Agua e alterações climáticas em Portugal

Relatórios sobre os efeitos das alterações climáticas em Portugal, projecto SIAM (www.siam.fe.ul.pt)

O crescimento económico dos estados membros mais pobres, de modo a aproximar o seu nível de desenvolvimento ao da média comunitária, é um objectivo estratégico da UE. Daí que seja razoável permitir que estes países possam aumentar as suas emissões.

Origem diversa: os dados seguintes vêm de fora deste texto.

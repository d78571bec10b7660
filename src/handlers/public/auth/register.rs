use axum::response::Json;
use serde::Deserialize;
use serde_json::Value;
use std::collections::HashMap;

use super::utils::{issue_account_token, reset_session, token_payload};
use crate::config;
use crate::error::ApiError;
use crate::middleware::{ApiResponse, ApiResult};
use crate::services::UserService;
use crate::validate;

#[derive(Debug, Deserialize)]
pub struct RegisterRequest {
    pub email: String,
    pub name: String,
    pub password: String,
}

/// POST /auth/register - Create a platform account and sign it in.
///
/// Disabled in production environments via `allow_registration`; accounts
/// are then provisioned administratively.
pub async fn register(Json(payload): Json<RegisterRequest>) -> ApiResult<Value> {
    if !config::config().security.allow_registration {
        return Err(ApiError::forbidden("Self-registration is disabled"));
    }

    let mut field_errors = HashMap::new();
    if let Err(msg) = validate::email(&payload.email) {
        field_errors.insert("email".to_string(), msg);
    }
    if let Err(msg) = validate::password(&payload.password) {
        field_errors.insert("password".to_string(), msg);
    }
    if payload.name.trim().is_empty() {
        field_errors.insert("name".to_string(), "Name cannot be empty".to_string());
    }
    if !field_errors.is_empty() {
        return Err(ApiError::validation_error("Invalid registration input", Some(field_errors)));
    }

    let users = UserService::new().await?;
    let user = users
        .register(&payload.email, payload.name.trim(), &payload.password)
        .await?;

    let (token, claims) = issue_account_token(&user)?;
    reset_session(&user).await;

    Ok(ApiResponse::created(token_payload(&token, &claims)))
}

Portugal neste quadro pode aumentar as suas emissões em 27%, o que significa um maior incremento, em termos de percentagem, de todos os países que subscreveram o tratado de Quioto. Em 2003 Portugal já tinha ultrapassado a sua cota; as emissões já iam a 35%. A produção de energia e os transportes são as principais fontes responsáveis por esta derrapagem. A estimativa do Programa nacional para as alterações climáticas (PNAC), revisto em 2006, diz que se nada for feito, Portugal chegará a 2010 com 39% a mais de emissões de gases do que em 1990. Evitar este falhanço vai depender da aplicação de uma série de medidas, algumas delas já em curso – como a introdução de gás natural e a aposta em fontes renováveis.

Outras menos imediatas como a reforma do imposto automóvel e eventualmente o preço do combustível.